The legislature has been back in session less than a week, and lawmakers are already tossing around ideas for the next state budget.

The state won't see a big surplus like the one collected last year. Even though state tax revenues look solid so far, there will be budget struggles after rising healthcare costs, state employee raises and a long list of education and road requests are factored in.

Lawmakers sat Tuesday and listened as legislative fiscal analysts laid out revenue projections.
Six months into the fiscal year, the news was good. North Carolina has collected $285 million more in tax revenue over projected forecasts.

Analysts were quick to warn the vast majority of that increase comes from one-time corporate tax settlements.
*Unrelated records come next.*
//! Ramp curves for modulating deformation strength.
//!
//! Deformers only need `sample(t) -> value`, expressed by [`CurveSampler`].
//! [`RampCurve`] is the stock implementation: a sorted list of keys, each
//! carrying the interpolation used up to the next key, matching the behaviour
//! of curve ramp attributes in animation hosts. Hosts that evaluate their own
//! curves can pass a closure instead.

use serde::{Deserialize, Serialize};

/// Anything that maps a ramp position to a value.
pub trait CurveSampler {
    fn sample(&self, position: f64) -> f64;
}

impl<F> CurveSampler for F
where
    F: Fn(f64) -> f64,
{
    fn sample(&self, position: f64) -> f64 {
        self(position)
    }
}

/// How a key blends toward the next key.
#[derive(Debug, Clone, Copy, PartialEq, Eq, Default, Serialize, Deserialize)]
#[repr(u8)]
pub enum Interpolation {
    /// Hold the key's value until the next key
    None = 0,
    /// Straight line to the next key
    #[default]
    Linear = 1,
    /// Hermite smoothstep to the next key
    Smooth = 2,
    /// Catmull-Rom spline through neighbouring keys
    Spline = 3,
}

/// A single control point of a ramp.
#[derive(Debug, Clone, Copy, PartialEq, Serialize, Deserialize)]
pub struct CurveKey {
    pub position: f64,
    pub value: f64,
    pub interpolation: Interpolation,
}

impl CurveKey {
    pub fn new(position: f64, value: f64, interpolation: Interpolation) -> Self {
        Self {
            position,
            value,
            interpolation,
        }
    }
}

/// Piecewise curve over sorted keys.
///
/// Positions before the first key or after the last clamp to the end values.
/// A curve with no keys samples to zero.
#[derive(Debug, Clone, PartialEq, Serialize, Deserialize)]
pub struct RampCurve {
    keys: Vec<CurveKey>,
}

impl Default for RampCurve {
    /// Linear ramp from (0, 0) to (1, 1).
    fn default() -> Self {
        Self::new(vec![
            CurveKey::new(0.0, 0.0, Interpolation::Linear),
            CurveKey::new(1.0, 1.0, Interpolation::Linear),
        ])
    }
}

impl RampCurve {
    /// Build a curve; keys are sorted by position.
    pub fn new(mut keys: Vec<CurveKey>) -> Self {
        keys.retain(|k| k.position.is_finite() && k.value.is_finite());
        keys.sort_by(|a, b| a.position.total_cmp(&b.position));
        Self { keys }
    }

    /// Bump shaped ramp used for collision swelling: 0 at contact, peaking
    /// at 0.3, back to 0 at the swell limit.
    pub fn swell() -> Self {
        Self::new(vec![
            CurveKey::new(0.0, 0.0, Interpolation::Smooth),
            CurveKey::new(0.3, 1.0, Interpolation::Smooth),
            CurveKey::new(1.0, 0.0, Interpolation::Smooth),
        ])
    }

    pub fn keys(&self) -> &[CurveKey] {
        &self.keys
    }

    /// Insert a key, keeping keys sorted. Non-finite keys are ignored.
    pub fn insert(&mut self, key: CurveKey) {
        if !(key.position.is_finite() && key.value.is_finite()) {
            return;
        }
        let index = self
            .keys
            .partition_point(|k| k.position <= key.position);
        self.keys.insert(index, key);
    }

    /// Evaluate the curve at `position`.
    pub fn evaluate(&self, position: f64) -> f64 {
        let (Some(first), Some(last)) = (self.keys.first(), self.keys.last()) else {
            return 0.0;
        };
        if position.is_nan() {
            return first.value;
        }
        if position <= first.position {
            return first.value;
        }
        if position >= last.position {
            return last.value;
        }

        // First key strictly after `position`; guaranteed in 1..len here
        let upper = self.keys.partition_point(|k| k.position <= position);
        let lower = upper - 1;
        let k0 = self.keys[lower];
        let k1 = self.keys[upper];

        let span = k1.position - k0.position;
        if span <= 0.0 {
            return k1.value;
        }
        let t = (position - k0.position) / span;

        match k0.interpolation {
            Interpolation::None => k0.value,
            Interpolation::Linear => lerp(k0.value, k1.value, t),
            Interpolation::Smooth => lerp(k0.value, k1.value, t * t * (3.0 - 2.0 * t)),
            Interpolation::Spline => {
                let before = if lower > 0 {
                    self.keys[lower - 1].value
                } else {
                    k0.value
                };
                let after = self
                    .keys
                    .get(upper + 1)
                    .map_or(k1.value, |k| k.value);
                catmull_rom(before, k0.value, k1.value, after, t)
            }
        }
    }
}

impl CurveSampler for RampCurve {
    fn sample(&self, position: f64) -> f64 {
        self.evaluate(position)
    }
}

fn lerp(a: f64, b: f64, t: f64) -> f64 {
    a + (b - a) * t
}

fn catmull_rom(p0: f64, p1: f64, p2: f64, p3: f64, t: f64) -> f64 {
    let t2 = t * t;
    let t3 = t2 * t;
    0.5 * (2.0 * p1
        + (p2 - p0) * t
        + (2.0 * p0 - 5.0 * p1 + 4.0 * p2 - p3) * t2
        + (3.0 * p1 - p0 - 3.0 * p2 + p3) * t3)
}

#[cfg(test)]
mod tests {
    use super::*;

    const EPSILON: f64 = 1e-12;

    #[test]
    fn test_default_curve_is_identity_on_unit_range() {
        let curve = RampCurve::default();
        for i in 0..=10 {
            let t = i as f64 / 10.0;
            assert!((curve.evaluate(t) - t).abs() < EPSILON);
        }
    }

    #[test]
    fn test_clamps_outside_keys() {
        let curve = RampCurve::default();
        assert_eq!(curve.evaluate(-3.0), 0.0);
        assert_eq!(curve.evaluate(7.5), 1.0);
    }

    #[test]
    fn test_empty_curve_samples_zero() {
        let curve = RampCurve::new(Vec::new());
        assert_eq!(curve.evaluate(0.5), 0.0);
    }

    #[test]
    fn test_keys_sorted_on_construction() {
        let curve = RampCurve::new(vec![
            CurveKey::new(1.0, 2.0, Interpolation::Linear),
            CurveKey::new(0.0, 0.0, Interpolation::Linear),
        ]);
        assert_eq!(curve.keys()[0].position, 0.0);
        assert!((curve.evaluate(0.25) - 0.5).abs() < EPSILON);
    }

    #[test]
    fn test_step_interpolation_holds() {
        let curve = RampCurve::new(vec![
            CurveKey::new(0.0, 0.2, Interpolation::None),
            CurveKey::new(1.0, 0.9, Interpolation::None),
        ]);
        assert_eq!(curve.evaluate(0.99), 0.2);
        assert_eq!(curve.evaluate(1.0), 0.9);
    }

    #[test]
    fn test_smooth_interpolation() {
        let curve = RampCurve::new(vec![
            CurveKey::new(0.0, 0.0, Interpolation::Smooth),
            CurveKey::new(1.0, 1.0, Interpolation::Smooth),
        ]);
        assert!((curve.evaluate(0.5) - 0.5).abs() < EPSILON);
        // Eases in: below the straight line early on
        assert!(curve.evaluate(0.25) < 0.25);
    }

    #[test]
    fn test_spline_passes_through_keys() {
        let curve = RampCurve::new(vec![
            CurveKey::new(0.0, 0.0, Interpolation::Spline),
            CurveKey::new(0.5, 1.0, Interpolation::Spline),
            CurveKey::new(1.0, 0.0, Interpolation::Spline),
        ]);
        assert!((curve.evaluate(0.5) - 1.0).abs() < EPSILON);
        assert!(curve.evaluate(0.25) > 0.0);
    }

    #[test]
    fn test_swell_curve_peak() {
        let curve = RampCurve::swell();
        assert_eq!(curve.evaluate(0.0), 0.0);
        assert!((curve.evaluate(0.3) - 1.0).abs() < EPSILON);
        assert_eq!(curve.evaluate(1.0), 0.0);
    }

    #[test]
    fn test_insert_keeps_order() {
        let mut curve = RampCurve::default();
        curve.insert(CurveKey::new(0.5, 0.0, Interpolation::Linear));
        let positions: Vec<f64> = curve.keys().iter().map(|k| k.position).collect();
        assert_eq!(positions, vec![0.0, 0.5, 1.0]);
        assert!((curve.evaluate(0.75) - 0.5).abs() < EPSILON);
    }

    #[test]
    fn test_insert_drops_non_finite_keys() {
        let mut curve = RampCurve::default();
        curve.insert(CurveKey::new(f64::NAN, 0.5, Interpolation::Linear));
        curve.insert(CurveKey::new(0.5, f64::INFINITY, Interpolation::Linear));
        assert_eq!(curve.keys(), RampCurve::default().keys());
    }

    #[test]
    fn test_closure_sampler() {
        let half = |t: f64| t * 0.5;
        assert_eq!(half.sample(4.0), 2.0);
    }
}
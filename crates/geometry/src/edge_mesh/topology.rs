//! Topology and measurement queries for EdgeMesh.

use glam::DVec3;

use super::types::{Edge, EdgeId, Face, FaceId, VertexId, VertexView};
use super::EdgeMesh;
use crate::bounds::Aabb;

impl EdgeMesh {
    // ========================================================================
    // Accessors
    // ========================================================================

    /// Number of vertices
    pub fn vertex_count(&self) -> usize {
        self.positions.len()
    }

    /// Number of undirected edges
    pub fn edge_count(&self) -> usize {
        self.edges.len()
    }

    /// Number of faces
    pub fn face_count(&self) -> usize {
        self.faces.len()
    }

    /// Position of a vertex.
    ///
    /// Panics if `id` is out of range, like slice indexing.
    pub fn position(&self, id: VertexId) -> DVec3 {
        self.positions[id.index()]
    }

    /// Normal of a vertex.
    pub fn normal(&self, id: VertexId) -> DVec3 {
        self.normals[id.index()]
    }

    pub fn positions(&self) -> &[DVec3] {
        &self.positions
    }

    pub fn normals(&self) -> &[DVec3] {
        &self.normals
    }

    pub fn edge(&self, id: EdgeId) -> &Edge {
        &self.edges[id.index()]
    }

    pub fn edge_list(&self) -> &[Edge] {
        &self.edges
    }

    pub fn face(&self, id: FaceId) -> Option<&Face> {
        self.faces.get(id.index())
    }

    pub fn faces(&self) -> &[Face] {
        &self.faces
    }

    /// Edges incident to a vertex
    pub fn connected_edges(&self, id: VertexId) -> &[EdgeId] {
        &self.vertex_edges[id.index()]
    }

    /// Look up the edge joining two vertices, in either direction.
    pub fn find_edge(&self, a: VertexId, b: VertexId) -> Option<EdgeId> {
        let key = if a < b { (a, b) } else { (b, a) };
        self.edge_map.get(&key).copied()
    }

    // ========================================================================
    // Measurements
    // ========================================================================

    /// Current length of an edge.
    pub fn edge_length(&self, id: EdgeId) -> f64 {
        let [a, b] = self.edges[id.index()].vertices;
        self.positions[a.index()].distance(self.positions[b.index()])
    }

    /// Lengths of every edge, indexed by edge id.
    pub fn edge_lengths(&self) -> Vec<f64> {
        let mut lengths = Vec::with_capacity(self.edges.len());
        self.write_edge_lengths(&mut lengths);
        lengths
    }

    /// Refill `out` with the lengths of every edge, reusing its allocation.
    pub fn write_edge_lengths(&self, out: &mut Vec<f64>) {
        out.clear();
        out.extend(self.edges.iter().map(|edge| self.edge_length(edge.id)));
    }

    /// Axis-aligned bounds of all vertex positions.
    pub fn bounds(&self) -> Aabb {
        let mut bounds = Aabb::empty();
        for &p in &self.positions {
            bounds.include_point(p);
        }
        bounds
    }

    // ========================================================================
    // Iteration
    // ========================================================================

    /// Iterate vertices in index order with position, normal and incident edges.
    pub fn vertices(&self) -> impl ExactSizeIterator<Item = VertexView<'_>> + '_ {
        self.positions.iter().enumerate().map(move |(i, &position)| VertexView {
            id: VertexId(i as u32),
            position,
            normal: self.normals[i],
            connected_edges: &self.vertex_edges[i],
        })
    }

    /// Iterate edges in id order with their current length.
    pub fn edges(&self) -> impl ExactSizeIterator<Item = (EdgeId, f64)> + '_ {
        self.edges.iter().map(move |edge| (edge.id, self.edge_length(edge.id)))
    }

    /// Fan-triangulate every face, yielding vertex index triples.
    pub fn triangles(&self) -> impl Iterator<Item = [VertexId; 3]> + '_ {
        self.faces.iter().flat_map(|face| {
            let first = face.vertices[0];
            face.vertices
                .windows(2)
                .skip(1)
                .map(move |pair| [first, pair[0], pair[1]])
        })
    }
}

#[cfg(test)]
mod tests {
    use super::super::test_meshes::{cube, triangle};
    use super::*;

    #[test]
    fn test_find_edge_either_direction() {
        let mesh = triangle();
        let forward = mesh.find_edge(VertexId(0), VertexId(1));
        let backward = mesh.find_edge(VertexId(1), VertexId(0));
        assert!(forward.is_some());
        assert_eq!(forward, backward);
        assert_eq!(mesh.find_edge(VertexId(0), VertexId(0)), None);
    }

    #[test]
    fn test_edge_lengths_indexed_by_id() {
        let mesh = triangle();
        let lengths = mesh.edge_lengths();
        assert_eq!(lengths.len(), 3);
        for (id, length) in mesh.edges() {
            assert_eq!(lengths[id.index()], length);
        }
        let diagonal = mesh.find_edge(VertexId(1), VertexId(2)).unwrap();
        assert!((mesh.edge_length(diagonal) - 2.0_f64.sqrt()).abs() < 1e-12);
    }

    #[test]
    fn test_write_edge_lengths_reuses_buffer() {
        let mesh = cube(2.0);
        let mut buffer = vec![99.0; 40];
        mesh.write_edge_lengths(&mut buffer);
        assert_eq!(buffer.len(), 12);
        assert!(buffer.iter().all(|&l| (l - 2.0).abs() < 1e-12));
    }

    #[test]
    fn test_cube_fan_triangulation() {
        let mesh = cube(1.0);
        assert_eq!(mesh.triangles().count(), 12);
    }

    #[test]
    fn test_bounds() {
        let bounds = cube(2.0).bounds();
        assert_eq!(bounds.min, DVec3::splat(-1.0));
        assert_eq!(bounds.max, DVec3::splat(1.0));
    }
}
They also foresaw a very uncertain economic picture for 2007, especially with the state's real estate slowdown. Lawmakers have been looking for ways to fill holes.

“We had a billion-dollar hole in the budget with recurring funds that we've used one-time money to fill,” said Rep. Jim Crawford, D-Granville. “The revenues have come in better than projected, which is hopefully going to take care of half of that deficit.”

“As far as the structural deficit, I think what we need to do from day one is sit down, bring in agencies one by one and let's go over this thing line by line,” said Rep. John Blust, R-Guilford.

The next step will be the governor's budget plan, which is due to be released in a few weeks. It’s still unclear whether sales and income tax hikes will be allowed to expire, and how many statewide bond plans will survive.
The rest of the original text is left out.